▶ [YOUR ASSIGNMENT]: Write out, word for word, the first line of the data below and every line after it through the one containing "self.failing_page = Some((page, page_size.max(1)));".
--- AVAILABLE DATA ---
//! Deterministic stand-in for a photo library.
use std::{thread, time::Duration};

use masonry_scroll::{Item, PageStore, PayloadId, SortDirection, StoreError, ViewQuery};

/// Items whose aspect ratios are a pure function of their id.
///
/// Sorting by aspect ratio or rating is not modelled; every key orders by
/// id and only the direction is honoured.
pub struct SyntheticStore {
    total: u64,
    latency: Duration,
    failing_page: Option<(u64, usize)>,
}

impl SyntheticStore {
    pub fn new(total: u64, latency: Duration) -> Self {
        Self {
            total,
            latency,
            failing_page: None,
        }
    }

    /// Makes every fetch of `page` fail; `page_size` maps offsets to pages.
    pub fn failing_page(mut self, page: u64, page_size: usize) -> Self {
        self.failing_page = Some((page, page_size.max(1)));
        self
    }

    fn id_at(&self, rank: u64, query: &ViewQuery) -> u64 {
        match query.direction {
            SortDirection::Ascending => rank,
            SortDirection::Descending => self.total - 1 - rank,
        }
    }
}

impl PageStore for SyntheticStore {
    fn fetch(&self, offset: u64, count: usize, query: &ViewQuery) -> Result<Vec<Item>, StoreError> {
        if !self.latency.is_zero() {
            thread::sleep(self.latency);
        }
        if let Some((page, page_size)) = self.failing_page
            && offset / page_size as u64 == page
        {
            return Err(StoreError::Unavailable(format!("page {page} is offline")));
        }
        if query.filter.is_some() {
            return Err(StoreError::Rejected("filters are not supported".to_owned()));
        }
        let end = offset.saturating_add(count as u64).min(self.total);
        Ok((offset..end)
            .map(|rank| {
                let id = self.id_at(rank, query);
                Item::new(rank, aspect_ratio(id), PayloadId(id))
            })
            .collect())
    }

    fn count(&self, query: &ViewQuery) -> Result<u64, StoreError> {
        if !self.latency.is_zero() {
            thread::sleep(self.latency);
        }
        if query.filter.is_some() {
            return Err(StoreError::Rejected("filters are not supported".to_owned()));
        }
        Ok(self.total)
    }
}

/// Mostly landscape 3:2 and portrait 2:3 shots with the odd panorama.
fn aspect_ratio(id: u64) -> f32 {
    let hash = id.wrapping_mul(0x9e37_79b9_7f4a_7c15).rotate_left(17);
    match hash % 20 {
        0 => 3.0,
        1..=4 => 1.0,
        5..=11 => 1.5,
        _ => 2.0 / 3.0,
    }
}

#[cfg(test)]
mod tests {
    use super::*;

    #[test]
    fn descending_order_starts_at_newest() {
        let store = SyntheticStore::new(10, Duration::ZERO);
        let items = store
            .fetch(0, 3, &ViewQuery::default())
            .expect("fetch");
        let ids: Vec<u64> = items.iter().map(|item| item.payload.0).collect();
        assert_eq!(ids, vec![9, 8, 7]);
        assert_eq!(items[0].index, 0);
    }

    #[test]
    fn short_page_at_the_end() {
        let store = SyntheticStore::new(10, Duration::ZERO);
        let items = store.fetch(8, 5, &ViewQuery::default()).expect("fetch");
        assert_eq!(items.len(), 2);
        assert!(store.fetch(10, 5, &ViewQuery::default()).expect("fetch").is_empty());
    }

    #[test]
    fn failing_page_reports_unavailable() {
        let store = SyntheticStore::new(100, Duration::ZERO).failing_page(2, 10);
        assert!(matches!(
            store.fetch(20, 10, &ViewQuery::default()),
            Err(StoreError::Unavailable(_))
        ));
        assert!(store.fetch(30, 10, &ViewQuery::default()).is_ok());
    }
}
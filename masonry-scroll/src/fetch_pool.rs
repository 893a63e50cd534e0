//! Bounded pool of named threads that talk to the store.
//!
//! Jobs go in through one queue shared by all workers and results come back
//! through a single-consumer channel drained by the domain context. Workers
//! never touch cache state; they only hand off owned results.
use std::{
    sync::{Arc, mpsc},
    thread::{self, JoinHandle},
};

use parking_lot::Mutex;
use tracing::{debug, trace, warn};

use crate::{
    config::{MasonryConfig, backoff_delay},
    error::{FetchError, PoolError, StoreError},
    store::{Item, PageStore, ViewQuery},
};

/// Work item for a fetch worker.
#[derive(Debug, Clone)]
pub enum FetchJob {
    /// Load one page.
    Page {
        /// Page number.
        page: u64,
        /// Generation the request was issued under.
        generation: u64,
        /// Rank of the first item.
        offset: u64,
        /// Items requested.
        count: usize,
        /// View the page belongs to.
        query: ViewQuery,
    },
    /// Count the items of a view.
    Count {
        /// Generation the request was issued under.
        generation: u64,
        /// View to count.
        query: ViewQuery,
    },
}

/// Result handed back from a worker.
#[derive(Debug)]
pub enum FetchCompletion {
    /// A page was fetched.
    PageLoaded {
        /// Page number.
        page: u64,
        /// Generation the request was issued under.
        generation: u64,
        /// Fetched items.
        items: Vec<Item>,
    },
    /// Every attempt for a page failed.
    PageFailed {
        /// Page number.
        page: u64,
        /// Generation the request was issued under.
        generation: u64,
        /// Final error.
        error: FetchError,
    },
    /// A count request finished.
    CountReady {
        /// Generation the request was issued under.
        generation: u64,
        /// Count or the final error.
        result: Result<u64, StoreError>,
    },
}

#[derive(Clone, Copy)]
struct RetryPolicy {
    max_attempts: u32,
    base_delay: std::time::Duration,
}

impl RetryPolicy {
    fn from_config(config: &MasonryConfig) -> Self {
        Self {
            max_attempts: config.max_fetch_attempts.max(1),
            base_delay: config.retry_base_delay,
        }
    }

    fn delay(&self, attempt: u32) -> std::time::Duration {
        backoff_delay(self.base_delay, attempt)
    }
}

/// Worker threads plus the job queue feeding them.
pub struct FetchPool {
    jobs: Option<mpsc::Sender<FetchJob>>,
    workers: Vec<JoinHandle<()>>,
}

impl FetchPool {
    /// Starts `config.effective_fetch_workers()` workers.
    ///
    /// Results are sent to `completions`; a worker exits once the pool is
    /// dropped or the completion receiver goes away.
    pub fn spawn(
        store: Arc<dyn PageStore>,
        config: &MasonryConfig,
        completions: mpsc::Sender<FetchCompletion>,
    ) -> Result<Self, PoolError> {
        let (jobs, receiver) = mpsc::channel::<FetchJob>();
        let receiver = Arc::new(Mutex::new(receiver));
        let policy = RetryPolicy::from_config(config);
        let count = config.effective_fetch_workers();

        let mut workers = Vec::with_capacity(count);
        for index in 0..count {
            let receiver = Arc::clone(&receiver);
            let store = Arc::clone(&store);
            let completions = completions.clone();
            let handle = thread::Builder::new()
                .name(format!("masonry-fetch-{index}"))
                .spawn(move || worker_loop(receiver, store, completions, policy))
                .map_err(|source| PoolError::Spawn { index, source })?;
            workers.push(handle);
        }
        debug!(workers = count, "fetch pool started");

        Ok(Self {
            jobs: Some(jobs),
            workers,
        })
    }

    /// Queues a job. Returns `false` when every worker has exited.
    pub fn submit(&self, job: FetchJob) -> bool {
        match &self.jobs {
            Some(jobs) => jobs.send(job).is_ok(),
            None => false,
        }
    }

    /// Number of worker threads.
    pub fn worker_count(&self) -> usize {
        self.workers.len()
    }
}

impl Drop for FetchPool {
    fn drop(&mut self) {
        // Closing the queue makes every blocked `recv` return.
        self.jobs.take();
        for worker in self.workers.drain(..) {
            let _ = worker.join();
        }
    }
}

fn worker_loop(
    jobs: Arc<Mutex<mpsc::Receiver<FetchJob>>>,
    store: Arc<dyn PageStore>,
    completions: mpsc::Sender<FetchCompletion>,
    policy: RetryPolicy,
) {
    loop {
        let job = jobs.lock().recv();
        let Ok(job) = job else {
            break;
        };
        let completion = match job {
            FetchJob::Page {
                page,
                generation,
                offset,
                count,
                query,
            } => fetch_page(store.as_ref(), policy, page, generation, offset, count, &query),
            FetchJob::Count { generation, query } => FetchCompletion::CountReady {
                generation,
                result: with_retries(policy, |attempt| {
                    trace!(generation, attempt, "counting items");
                    store.count(&query)
                })
                .map_err(|(_, err)| err),
            },
        };
        if completions.send(completion).is_err() {
            break;
        }
    }
}

fn fetch_page(
    store: &dyn PageStore,
    policy: RetryPolicy,
    page: u64,
    generation: u64,
    offset: u64,
    count: usize,
    query: &ViewQuery,
) -> FetchCompletion {
    let result = with_retries(policy, |attempt| {
        trace!(page, generation, attempt, "fetching page");
        store.fetch(offset, count, query)
    });
    match result {
        Ok(items) => FetchCompletion::PageLoaded {
            page,
            generation,
            items,
        },
        Err((attempts, source)) => FetchCompletion::PageFailed {
            page,
            generation,
            error: FetchError::Transient {
                page,
                attempts,
                source,
            },
        },
    }
}

/// Runs `op` until it succeeds or the attempt cap is hit, sleeping with
/// exponential backoff in between. On failure returns the attempt count and
/// the last error.
fn with_retries<T>(
    policy: RetryPolicy,
    mut op: impl FnMut(u32) -> Result<T, StoreError>,
) -> Result<T, (u32, StoreError)> {
    let mut attempt = 1;
    loop {
        let delay = policy.delay(attempt);
        if !delay.is_zero() {
            thread::sleep(delay);
        }
        match op(attempt) {
            Ok(value) => return Ok(value),
            Err(err) if attempt >= policy.max_attempts => return Err((attempt, err)),
            Err(err) => {
                warn!(attempt, max = policy.max_attempts, "store request failed, retrying: {err}");
                attempt += 1;
            }
        }
    }
}

#[cfg(test)]
mod tests {
    use std::time::Duration;

    use super::*;
    use crate::testing::ScriptedStore;

    fn pool(store: Arc<ScriptedStore>) -> (FetchPool, mpsc::Receiver<FetchCompletion>) {
        let config = MasonryConfig::default()
            .page_size(10)
            .retry_base_delay(Duration::from_millis(1));
        let (sender, receiver) = mpsc::channel();
        let pool = FetchPool::spawn(store, &config, sender).expect("pool should start");
        (pool, receiver)
    }

    fn page_job(page: u64) -> FetchJob {
        FetchJob::Page {
            page,
            generation: 1,
            offset: page * 10,
            count: 10,
            query: ViewQuery::default(),
        }
    }

    #[test]
    fn loads_page_on_worker() {
        let store = Arc::new(ScriptedStore::new(100, 10));
        let (pool, completions) = pool(Arc::clone(&store));
        assert_eq!(pool.worker_count(), 2);
        assert!(pool.submit(page_job(3)));

        match completions.recv_timeout(Duration::from_secs(5)) {
            Ok(FetchCompletion::PageLoaded { page, items, .. }) => {
                assert_eq!(page, 3);
                assert_eq!(items.len(), 10);
                assert_eq!(items[0].index, 30);
            }
            other => panic!("unexpected completion: {other:?}"),
        }
    }

    #[test]
    fn retries_then_gives_up() {
        let store = Arc::new(ScriptedStore::new(100, 10));
        store.fail_page(4, 10);
        let (pool, completions) = pool(Arc::clone(&store));
        pool.submit(page_job(4));

        match completions.recv_timeout(Duration::from_secs(5)) {
            Ok(FetchCompletion::PageFailed {
                error: FetchError::Transient { page, attempts, .. },
                ..
            }) => {
                assert_eq!(page, 4);
                assert_eq!(attempts, 3);
            }
            other => panic!("unexpected completion: {other:?}"),
        }
        assert_eq!(store.fetches_for(4), 3);
    }

    #[test]
    fn transient_failure_recovers_within_budget() {
        let store = Arc::new(ScriptedStore::new(100, 10));
        store.fail_page(2, 2);
        let (pool, completions) = pool(Arc::clone(&store));
        pool.submit(page_job(2));

        assert!(matches!(
            completions.recv_timeout(Duration::from_secs(5)),
            Ok(FetchCompletion::PageLoaded { page: 2, .. })
        ));
        assert_eq!(store.fetches_for(2), 3);
    }

    #[test]
    fn dropping_pool_joins_workers() {
        let store = Arc::new(ScriptedStore::new(100, 10));
        let (pool, completions) = pool(store);
        drop(pool);
        assert!(completions.recv_timeout(Duration::from_millis(50)).is_err());
    }
}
---
▶ [EXPECTED ANSWER]:
//! Deterministic stand-in for a photo library.
use std::{thread, time::Duration};

use masonry_scroll::{Item, PageStore, PayloadId, SortDirection, StoreError, ViewQuery};

/// Items whose aspect ratios are a pure function of their id.
///
/// Sorting by aspect ratio or rating is not modelled; every key orders by
/// id and only the direction is honoured.
pub struct SyntheticStore {
    total: u64,
    latency: Duration,
    failing_page: Option<(u64, usize)>,
}

impl SyntheticStore {
    pub fn new(total: u64, latency: Duration) -> Self {
        Self {
            total,
            latency,
            failing_page: None,
        }
    }

    /// Makes every fetch of `page` fail; `page_size` maps offsets to pages.
    pub fn failing_page(mut self, page: u64, page_size: usize) -> Self {
        self.failing_page = Some((page, page_size.max(1)));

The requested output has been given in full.